Eric Benzekri. En fait, il y a discussion permanente sur tout. Nous sommes sur tous les fronts en même temps. Dans une journée, il peut nous arriver de rester bloqués entièrement sur un point précis de mécanique. Mais, très souvent, nous faisons de la mécanique, puis nous nous concentrons sur un personnage puis nous passons encore à autre chose…
Jean-Baptiste Delafon. Nous ne décidons de rien si nous ne sommes pas tous les deux convaincus. C’est une manière de travailler très fusionnelle et en même temps nous avons nos sensibilités et nos petits avantages comparatifs.

ILTVSW. Quels sont-ils ?
Jean-Baptiste Delafon. Eric est détenteur de l’énergie de Rickwaert. De son hyper violence. Mais je l’ai canibalisé aussi. Il amène ce personnage-là. Après, il y a quelque chose qui m’est plus spécifique c’est vraiment dans l’écriture elle-même. La musicalité que j’apporte de façon un peu plus spécifique à la base. Mais là encore, il m’a énormément siphonné cela. Eric était fasciné par ce style et moi par son apport à lui. Il y a donc un mélange d’un truc très anguleux sur le personnage et d’une tonalité dans l’écriture.
Eric Benzekri. En fait, je ne pourrais pas écrire le Baron Noir avec quelqu’un d’autre. On peut nous adjoindre des auteurs, on en a besoin. Moi j’ai besoin de Jean-Baptiste pour faire du Baron Noir. Nous, on aime dire que c’est une série d’auteurs. Dès que j’ai commencé à travailler avec Jean-Baptiste je l’ai aimé en tant qu’auteur. Souvent quand on travaille une scène, il y a de la compétition et c’est super excitant. Je ne peux pas envoyer une scène moyenne à Jean-Baptiste. Nous avons une volonté d’excellence d’abord parce que nous travaillons à deux.
Jean-Baptiste Delafon. Dans la saison 1, il y a quelques scènes qui illustrent parfaitement cette compète. La scène avec François Boudard dans l’épisode un. Elle est surboostée dans le langage. C’est très extrême ce qu’ils disent.
Eric Benzekri. Oui le « Il a un dossier gros comme ma bite »…
Jean-Baptiste Delafon. Tout cela survient en fin d’écriture. Nous savons très bien que si nous étions du matin au soir sur le mode, je la ramène, cela ne fonctionnerait pas. Cela nous est arrivé de nous le dire d’ailleurs.

 

© Canal Plus

 

ILTVSW. Baron Noir est une réussite mais la série repose tellement sur Rickwaert que si vous n’aviez pas bénéficié du bon Rickwaert, elle aurait pu être totalement loupée. En avez-vous eu conscience ?
Eric Benzekri. Tout le temps, tous les jours. A l’écriture et pendant le tournage. Cela dit assez vite, nous avons senti que le fait de nous appuyer sur un personnage était le point fort de la série.
Jean-Baptiste Delafon. Notre série précédente, La Présidentielle, qui n’a pas été mise en production, était une série à deux personnages qui étaient d’ailleurs un petit peu les deux faces de Rickwaert, c’est un truc qu’on s’est dit récemment. La politique, c’est compliqué, si en plus on part sur plusieurs personnages, en huit épisodes, c’est injouable… Finalement, un seul personnage central, c’était un moindre risque. L’idée, c’était un mec qui emporte tout.
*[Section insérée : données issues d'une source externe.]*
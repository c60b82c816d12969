use std::collections::BTreeSet;
use std::convert::Infallible;

use axum::{
    extract::{FromRef, FromRequestParts},
    http::{HeaderMap, header, request::Parts},
};
use chrono::{Duration, Utc};
use jsonwebtoken::{DecodingKey, EncodingKey, Header, Validation, decode, encode};
use serde::{Deserialize, Serialize};

use crate::{
    config::{AppConfig, Env},
    models::User,
    service::UserService,
};

/// Name of the cookie carrying the session token.
pub const SESSION_COOKIE: &str = "SESSION";
/// Local-only header naming the user to act as.
pub const DEV_USERNAME_HEADER: &str = "x-username";

/// Claims
///
/// Payload of a session token, signed with the configured secret.
#[derive(Debug, Serialize, Deserialize)]
pub struct Claims {
    /// Subject (sub): the username of the logged-in user.
    pub sub: String,
    /// Expiration Time (exp): the token is rejected after this instant.
    pub exp: usize,
    /// Issued At (iat).
    pub iat: usize,
}

/// CallerIdentity
///
/// The actor behind a request: either an authenticated user with their current role set, or
/// anonymous. Passed explicitly to the rule set and to handlers.
#[derive(Debug, Clone, Default, PartialEq, Eq)]
pub struct CallerIdentity {
    pub username: Option<String>,
    pub roles: BTreeSet<String>,
    pub authenticated: bool,
}

impl CallerIdentity {
    pub fn anonymous() -> Self {
        Self::default()
    }

    pub fn authenticated(username: impl Into<String>, roles: &[&str]) -> Self {
        Self {
            username: Some(username.into()),
            roles: roles.iter().map(|role| role.to_string()).collect(),
            authenticated: true,
        }
    }

    pub fn has_role(&self, role: &str) -> bool {
        self.roles.contains(role)
    }
}

impl From<&User> for CallerIdentity {
    fn from(user: &User) -> Self {
        Self {
            username: Some(user.username.clone()),
            roles: user.roles.iter().map(|role| role.name.clone()).collect(),
            authenticated: true,
        }
    }
}

/// Signs a session token for `username`, valid for the configured TTL.
pub fn issue_session_token(
    username: &str,
    config: &AppConfig,
) -> Result<String, jsonwebtoken::errors::Error> {
    let now = Utc::now();
    let claims = Claims {
        sub: username.to_string(),
        iat: now.timestamp() as usize,
        exp: (now + Duration::seconds(config.session_ttl_secs)).timestamp() as usize,
    };
    encode(
        &Header::default(),
        &claims,
        &EncodingKey::from_secret(config.jwt_secret.as_bytes()),
    )
}

/// `Set-Cookie` value carrying a fresh session token.
pub fn session_cookie(token: &str, config: &AppConfig) -> String {
    let secure = if config.env == Env::Production { "; Secure" } else { "" };
    format!(
        "{SESSION_COOKIE}={token}; Path=/; HttpOnly; SameSite=Lax; Max-Age={}{secure}",
        config.session_ttl_secs
    )
}

/// `Set-Cookie` value that removes the session cookie.
pub fn expired_session_cookie() -> String {
    format!("{SESSION_COOKIE}=; Path=/; HttpOnly; SameSite=Lax; Max-Age=0")
}

/// Token from `Authorization: Bearer ...`, else from the session cookie.
fn session_token(headers: &HeaderMap) -> Option<String> {
    let bearer = headers
        .get(header::AUTHORIZATION)
        .and_then(|value| value.to_str().ok())
        .and_then(|value| value.strip_prefix("Bearer "))
        .map(str::to_string);
    if bearer.is_some() {
        return bearer;
    }

    headers
        .get_all(header::COOKIE)
        .iter()
        .filter_map(|value| value.to_str().ok())
        .flat_map(|value| value.split(';'))
        .filter_map(|pair| pair.trim().split_once('='))
        .find(|(name, value)| *name == SESSION_COOKIE && !value.is_empty())
        .map(|(_, value)| value.to_string())
}

/// Username from a valid, unexpired session token.
pub fn decode_session_token(token: &str, secret: &str) -> Option<String> {
    let mut validation = Validation::default();
    validation.validate_exp = true;
    decode::<Claims>(
        token,
        &DecodingKey::from_secret(secret.as_bytes()),
        &validation,
    )
    .map(|data| data.claims.sub)
    .ok()
}

/// CallerIdentity Extractor Implementation
///
/// Never rejects: a request without valid credentials yields `CallerIdentity::anonymous()`
/// and the rule set decides what an anonymous caller may reach.
///
/// Resolution order:
/// 1. An identity already stored in the request extensions by the `authorize` middleware.
/// 2. Local bypass: in `Env::Local`, the `x-username` header names an existing user.
/// 3. A session token (bearer header or `SESSION` cookie).
///
/// Roles always come from the store, so role changes and deletions take effect on the next
/// request even while a token is still valid.
impl<S> FromRequestParts<S> for CallerIdentity
where
    S: Send + Sync,
    UserService: FromRef<S>,
    AppConfig: FromRef<S>,
{
    type Rejection = Infallible;

    async fn from_request_parts(parts: &mut Parts, state: &S) -> Result<Self, Self::Rejection> {
        if let Some(identity) = parts.extensions.get::<CallerIdentity>() {
            return Ok(identity.clone());
        }

        let users = UserService::from_ref(state);
        let config = AppConfig::from_ref(state);

        if config.env == Env::Local {
            if let Some(username) = parts
                .headers
                .get(DEV_USERNAME_HEADER)
                .and_then(|value| value.to_str().ok())
            {
                if let Ok(Some(user)) = users.find_by_username(username).await {
                    return Ok(CallerIdentity::from(&user));
                }
            }
        }

        let Some(token) = session_token(&parts.headers) else {
            return Ok(CallerIdentity::anonymous());
        };
        let Some(username) = decode_session_token(&token, &config.jwt_secret) else {
            tracing::debug!("Ignoring invalid or expired session token");
            return Ok(CallerIdentity::anonymous());
        };

        match users.find_by_username(&username).await {
            Ok(Some(user)) => Ok(CallerIdentity::from(&user)),
            Ok(None) => Ok(CallerIdentity::anonymous()),
            Err(e) => {
                tracing::error!("identity lookup failed: {}", e);
                Ok(CallerIdentity::anonymous())
            }
        }
    }
}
ILTVSW. Est-ce l’impuissance en politique finalement votre sujet ?
Eric Benzekri. Oui. C’est de cela dont Baron Noir parle. Impuissance sur la question européenne, sur la réforme de l’éducation, des idéaux… Tout s’écroule tout le temps.
Jean-Baptiste Delafon. Ce qui demeure c’est la dimension initiatique de la politique comme apprentissage d’un regard sur le monde, émancipation intellectuelle. Mais, aujourd’hui, on est à l’image du pays.

 

Ce qui compte, ce n’est pas le réel, c’est la crédibilité. 

 

ILTVSW. Dans la série vous mettez un nom sur un parti politique, le PS, dans quelle mesure une série politique doit-elle coller au réel pour être bonne ?
Eric Benzekri. Ce qui compte, ce n’est pas le réel, c’est la crédibilité. Il est important de nommer les choses donc c’est le parti socialiste et c’est Mediapart. Cela comptait.
Jean-Baptiste Delafon. Je pense que cette dimension documentaire sur le monde est l’une des promesses de la série contemporaine. Cette strate est nécessaire. Nous travaillons à partir de cela. Nous tentons de transcender pour mieux dire le réel. Pour comprendre le monde dans lequel nous vivons.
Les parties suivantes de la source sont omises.